Building a Boolean Search Engine
implement the methods AND, OR, NOT and perform some queries. We have a small corpus (document collection) of Amazon.com reviews on electronics. After your page is generated, you can check out the new branch:
$ cd krithivasanchandran/BooleanSearchEngine
$ git fetch origin
$ git checkout BooleanSearchEngine
Corpus (document collection): mini_proj/all.txt
This contains the raw reviews. Each line is a review/document in our context. There are total 1248 documents. Documents in theposting list should be indexed from 1 (and not 0) where the first document refers to the first line in mini_proj/all.txt. The corpus is also available in document matrix format: mini_proj/docs.txt with associated vocabulary mapping mini_proj/vocab_map.txt generated using a helper method DatasetFormatter.
Pre-processing: DatasetFormatter.java
This class provides preprocessing (parsing, generating the vocabulary map, filtering stopwords based on counts, etc.) already implemented to get you started. You are required to work on the formatted data produced by this class. Your best bet is to use it directly within the constructor of BooleanRetrieval.java class as follows:
public BooleanRetrieval() throws Exception{
// Initialize variables and Format the data using a pre-processing class and
set up variables
invIndex = new HashMap<String, Set<Integer>>();
DatasetFormatter formater = new DatasetFormatter();
formater.textCorpusFormatter("./all.txt");
docs = formater.getDocs();
vocab = formater.getVocab();
void createPostingList()
You are required to build the inverted index in the method void createPostingList() for this preprocessed corpus. Note that you are required to work with the pre-processed data, i.e., output of DatasetFormatter.textCorpusFormatter()defined in Section 2 OR the document matrix/vocabulary defined by the files mini_proj/docs.txt and mini_proj/vocab_map.txt (which are the same). Do NOT work with the raw corpus mini_proj/all.txt and re-parse!
void createPostingList() {
//Initialze the inverted index with a SortedSet (so that the later additions become
easy!)
for(String s:vocab){
invIndex.put(s, new TreeSet<Integer>());
}
//for each doc
for(int i=0; i<docs.length; i++){
//for each word of that doc
for(int j=0; j<docs[i].length; j++){
//Get the actual word in position j of doc i
String w = map.get(docs[i][j]);
//Now simply update the posting list of this word w in the invIndex
by adding the document i
Set intersection(Set a, Set b)
This method accepts two posting lists using the Set collections and returns the intersection of them. You are required to implement it using the algorithm for intersection discussed in class.

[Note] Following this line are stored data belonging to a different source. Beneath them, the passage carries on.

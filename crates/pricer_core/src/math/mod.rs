//! Mathematical building blocks.
//!
//! This module provides:
//! - `distributions`: Standard normal CDF and PDF

pub mod distributions;

pub use distributions::{norm_cdf, norm_pdf};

Set<Integer> intersection(Set<Integer> a, Set<Integer> b){
/*
First convert the posting lists from sorted set to something we
can iterate easily using an index. I choose to use ArrayList<Integer>.

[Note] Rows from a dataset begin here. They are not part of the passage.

#[cfg(test)]
mod tests {
    use super::*;
    use crate::analytical;
    use approx::assert_relative_eq;
    use pricer_core::types::{ExerciseStyle, OptionType};

    fn spec(
        params: MarketParams,
        steps: usize,
        option_type: OptionType,
        exercise: ExerciseStyle,
    ) -> LatticeSpec {
        LatticeSpec::new(params, steps, option_type, exercise).unwrap()
    }

    fn standard_params() -> MarketParams {
        MarketParams::new(100.0, 100.0, 1.0, 0.02, 0.20, 0.0).unwrap()
    }

    // ==========================================================
    // Parameter tests
    // ==========================================================

    #[test]
    fn test_crr_params_reciprocal_moves() {
        let tree = CrrParams::new(&standard_params(), 100);
        assert_relative_eq!(tree.up * tree.down, 1.0, epsilon = 1e-14);
        assert!(tree.probability > 0.0 && tree.probability < 1.0);
        assert!(tree.discount < 1.0);
    }

    #[test]
    fn test_crr_single_step_martingale() {
        // p·u + (1-p)·d = e^((r-q)·dt) by construction
        let params = MarketParams::new(100.0, 100.0, 1.0, 0.05, 0.30, 0.02).unwrap();
        let tree = CrrParams::new(&params, 12);
        let growth = tree.probability * tree.up + (1.0 - tree.probability) * tree.down;
        assert_relative_eq!(growth, (params.carry() * tree.dt).exp(), epsilon = 1e-14);
    }

    // ==========================================================
    // European pricing
    // ==========================================================

    #[test]
    fn test_european_call_converges_to_black_scholes() {
        let params = standard_params();
        let reference = analytical::price(&params, OptionType::Call);
        let tree = price(&spec(
            params,
            250,
            OptionType::Call,
            ExerciseStyle::European,
        ));
        let relative_error = (tree - reference).abs() / reference;
        assert!(
            relative_error < 0.0015,
            "relative error {} too large",
            relative_error
        );
    }

    #[test]
    fn test_european_put_converges_to_black_scholes() {
        let params = standard_params();
        let reference = analytical::price(&params, OptionType::Put);
        let tree = price(&spec(params, 250, OptionType::Put, ExerciseStyle::European));
        assert!((tree - reference).abs() / reference < 0.0015);
    }

    #[test]
    fn test_put_call_parity() {
        let params = MarketParams::new(100.0, 105.0, 0.75, 0.03, 0.25, 0.02).unwrap();
        let call = price(&spec(params, 400, OptionType::Call, ExerciseStyle::European));
        let put = price(&spec(params, 400, OptionType::Put, ExerciseStyle::European));
        let forward_gap = params.forward_spot() - params.discounted_strike();
        assert!((call - put - forward_gap).abs() / params.spot() < 2e-4);
    }

    #[test]
    fn test_single_step_tree() {
        let params = standard_params();
        let tree = CrrParams::new(&params, 1);
        let up_payoff = (100.0 * tree.up - 100.0_f64).max(0.0);
        let expected = tree.discount * tree.probability * up_payoff;
        let call = price(&spec(params, 1, OptionType::Call, ExerciseStyle::European));
        assert_relative_eq!(call, expected, epsilon = 1e-12);
    }

    #[test]
    fn test_expiry_zero_is_intrinsic() {
        let params = MarketParams::new(110.0, 100.0, 0.0, 0.02, 0.20, 0.0).unwrap();
        let call = price(&spec(params, 50, OptionType::Call, ExerciseStyle::European));
        assert_eq!(call, 10.0);
        let put = price(&spec(params, 50, OptionType::Put, ExerciseStyle::American));
        assert_eq!(put, 0.0);
    }

    #[test]
    fn test_zero_volatility_matches_analytic() {
        let params = MarketParams::new(100.0, 90.0, 1.0, 0.05, 0.0, 0.01).unwrap();
        let call = price(&spec(params, 50, OptionType::Call, ExerciseStyle::European));
        assert_relative_eq!(
            call,
            analytical::price(&params, OptionType::Call),
            epsilon = 1e-12
        );
    }

    // ==========================================================
    // American pricing
    // ==========================================================

    #[test]
    fn test_american_put_dominates_european() {
        let params = standard_params();
        let european = price(&spec(params, 200, OptionType::Put, ExerciseStyle::European));
        let american = price(&spec(params, 200, OptionType::Put, ExerciseStyle::American));
        assert!(american >= european - 1e-10);
        // ATM put on a positive-rate underlying carries a real premium
        assert!(american > european);
    }

    #[test]
    fn test_american_call_equals_european_without_dividends() {
        let params = standard_params();
        let european = price(&spec(
            params,
            200,
            OptionType::Call,
            ExerciseStyle::European,
        ));
        let american = price(&spec(
            params,
            200,
            OptionType::Call,
            ExerciseStyle::American,
        ));
        assert!((american - european).abs() <= 1e-4);
    }

    #[test]
    fn test_american_call_premium_with_dividends() {
        let params = MarketParams::new(100.0, 100.0, 1.0, 0.02, 0.20, 0.03).unwrap();
        let european = price(&spec(
            params,
            250,
            OptionType::Call,
            ExerciseStyle::European,
        ));
        let american = price(&spec(
            params,
            250,
            OptionType::Call,
            ExerciseStyle::American,
        ));
        assert!(
            american > european,
            "expected positive early-exercise premium, eu={} am={}",
            european,
            american
        );
    }

    #[test]
    fn test_deep_itm_american_put_is_intrinsic() {
        let params = MarketParams::new(40.0, 100.0, 1.0, 0.05, 0.20, 0.0).unwrap();
        let american = price(&spec(params, 200, OptionType::Put, ExerciseStyle::American));
        assert_relative_eq!(american, 60.0, epsilon = 1e-6);
    }

    // ==========================================================
    // Materialization
    // ==========================================================

    #[test]
    fn test_materialize_level_shapes() {
        let lattice = materialize(&spec(
            standard_params(),
            6,
            OptionType::Put,
            ExerciseStyle::American,
        ));
        assert_eq!(lattice.steps, 6);
        assert_eq!(lattice.levels.len(), 7);
        for (i, level) in lattice.levels.iter().enumerate() {
            assert_eq!(level.len(), i + 1);
        }
    }

    #[test]
    fn test_materialize_root_matches_price() {
        let params = standard_params();
        let put_spec = spec(params, 6, OptionType::Put, ExerciseStyle::American);
        let lattice = materialize(&put_spec);

        let american_spec = spec(params, 6, OptionType::Put, ExerciseStyle::American);
        let european_spec = spec(params, 6, OptionType::Put, ExerciseStyle::European);
        assert_relative_eq!(
            lattice.levels[0][0].american,
            price(&american_spec),
            epsilon = 1e-10
        );
        assert_relative_eq!(
            lattice.levels[0][0].european,
            price(&european_spec),
            epsilon = 1e-10
        );
    }

    #[test]
    fn test_materialize_terminal_flags_false() {
        let lattice = materialize(&spec(
            standard_params(),
            5,
            OptionType::Put,
            ExerciseStyle::American,
        ));
        assert!(lattice.levels[5].iter().all(|node| !node.early_exercise));
    }

    #[test]
    fn test_materialize_stock_ascending_within_level() {
        let lattice = materialize(&spec(
            standard_params(),
            6,
            OptionType::Call,
            ExerciseStyle::American,
        ));
        for level in &lattice.levels {
            for pair in level.windows(2) {
                assert!(pair[0].stock < pair[1].stock);
            }
        }
    }

    #[test]
    fn test_materialize_degenerate_single_node() {
        let params = MarketParams::new(90.0, 100.0, 0.0, 0.02, 0.20, 0.0).unwrap();
        let lattice = materialize(&spec(params, 6, OptionType::Put, ExerciseStyle::American));
        assert_eq!(lattice.levels.len(), 1);
        let node = &lattice.levels[0][0];
        assert_eq!(node.american, 10.0);
        assert!(node.early_exercise);
    }

    // ==========================================================
    // Early-exercise boundary
    // ==========================================================

    #[test]
    fn test_put_boundary_chronological_and_below_strike() {
        let boundary = exercise_boundary(&spec(
            standard_params(),
            200,
            OptionType::Put,
            ExerciseStyle::American,
        ));
        assert!(!boundary.is_empty());
        for pair in boundary.windows(2) {
            assert!(pair[0].time < pair[1].time);
        }
        for point in &boundary {
            assert!(point.stock_price < 100.0);
            assert_relative_eq!(point.time + point.time_to_maturity, 1.0, epsilon = 1e-12);
        }
    }

    #[test]
    fn test_call_boundary_empty_without_dividends() {
        // Early exercise of a call is never optimal absent dividends
        let boundary = exercise_boundary(&spec(
            standard_params(),
            200,
            OptionType::Call,
            ExerciseStyle::American,
        ));
        assert!(boundary.is_empty());
    }

    #[test]
    fn test_call_boundary_appears_with_dividends() {
        let params = MarketParams::new(100.0, 100.0, 1.0, 0.02, 0.20, 0.05).unwrap();
        let boundary = exercise_boundary(&spec(
            params,
            200,
            OptionType::Call,
            ExerciseStyle::American,
        ));
        assert!(!boundary.is_empty());
        for point in &boundary {
            assert!(point.stock_price > 100.0);
        }
    }

    #[test]
    fn test_boundary_empty_for_degenerate_inputs() {
        let params = MarketParams::new(100.0, 100.0, 0.0, 0.02, 0.20, 0.0).unwrap();
        let boundary = exercise_boundary(&spec(params, 50, OptionType::Put, ExerciseStyle::American));
        assert!(boundary.is_empty());
    }
}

Once can also use other enumerable.
*/
ArrayList<Integer> PostingList_a = new ArrayList<Integer>(a);
ArrayList<Integer> PostingList_b = new ArrayList<Integer>(b);
TreeSet result = new TreeSet();
//Set indices to iterate two lists. I use i, j
int i = 0;
int j = 0;
while(i!=PostingList_a.size() && j!=PostingList_b.size()){
…
Then we can use the result of intersection to perform a AND query as follows:
Set <Integer> evaluateANDQuery(String a, String b){
return intersection(invIndex.get(a), invIndex.get(b));
}
Evaluating/checking posting lists in the inverted index
Let us get a feel of the corpus by exploring some examples. Assuming you have implemented the inverted index correctly. Numbering document indices starting at 1 (in our corpus), the posting lists for the following words should be as follows:
freeze -> [129, 313, 442, 493, 912] (i.e., the term “freeze” is present in documents
129, 313, etc.)
ctrl -> [23, 47, 138, 232, 498, 882, 993, 1106, 1124, 1218]
wifi -> [46, 66, 113, 158, 746, 1248]
cpu -> [604, 800, 959, 1156]
Evaluating/checking AND queries
Assuming you have implemented the intersection method correctly, then we should expect the following results for the following queries:
mouse AND wifi -> [113, 158] (i.e., there are two documents in our corpus which contain
both the terms “mouse” and “wifi”. And these are document at line 113 and 158 in all.txt)
mouse AND scrolling -> [80, 86, 348, 1029]
errors AND report -> [] (i.e., there are no documents in the collection containing both
the terms “errors” and “report”)
Implementing UNION and NOT operations on posting lists
Implement the method Set union(Set a, Set b) to evaluate and retrieve documents using the OR Boolean query. Union operation on queries mouse OR keyboard like simply means that we should retrieve all documents that appear either in the posting list of the term “mouse” or “keyboard”. You can use the evaluateORQuery() method implemented to return the result of an OR query containing two terms. Set evaluateORQuery(String a, String b){ return union(invIndex.get(a), invIndex.get(b)); } Assuming you have implemented union correctly, we should expect to get the following results for these queries:
youtube OR reported -> [19, 67, 122, 227, 313, 342, 377, 507, 659, 825, 846]
errors OR report -> [115, 251, 471, 508, 674, 784, 821, 1068, 1080, 1111, 1158, 1245]
hell OR movie -> [3, 89, 147, 192, 235, 262, 336, 342, 558, 766, 864, 882, 1120, 1244]
Final Output
$> project_executable query_type query_string output_file_path
where query_type takes on one of the 4 values: PLIST, AND, OR, AND-NOT. Query_string takes the actual query and output_file_path is the filename with path in ./ that should report the result of your query.
Example runs:
$> project_executable PLIST cpu cpu_plist.txt
Should produce
cpu -> [604, 800, 959, 1156]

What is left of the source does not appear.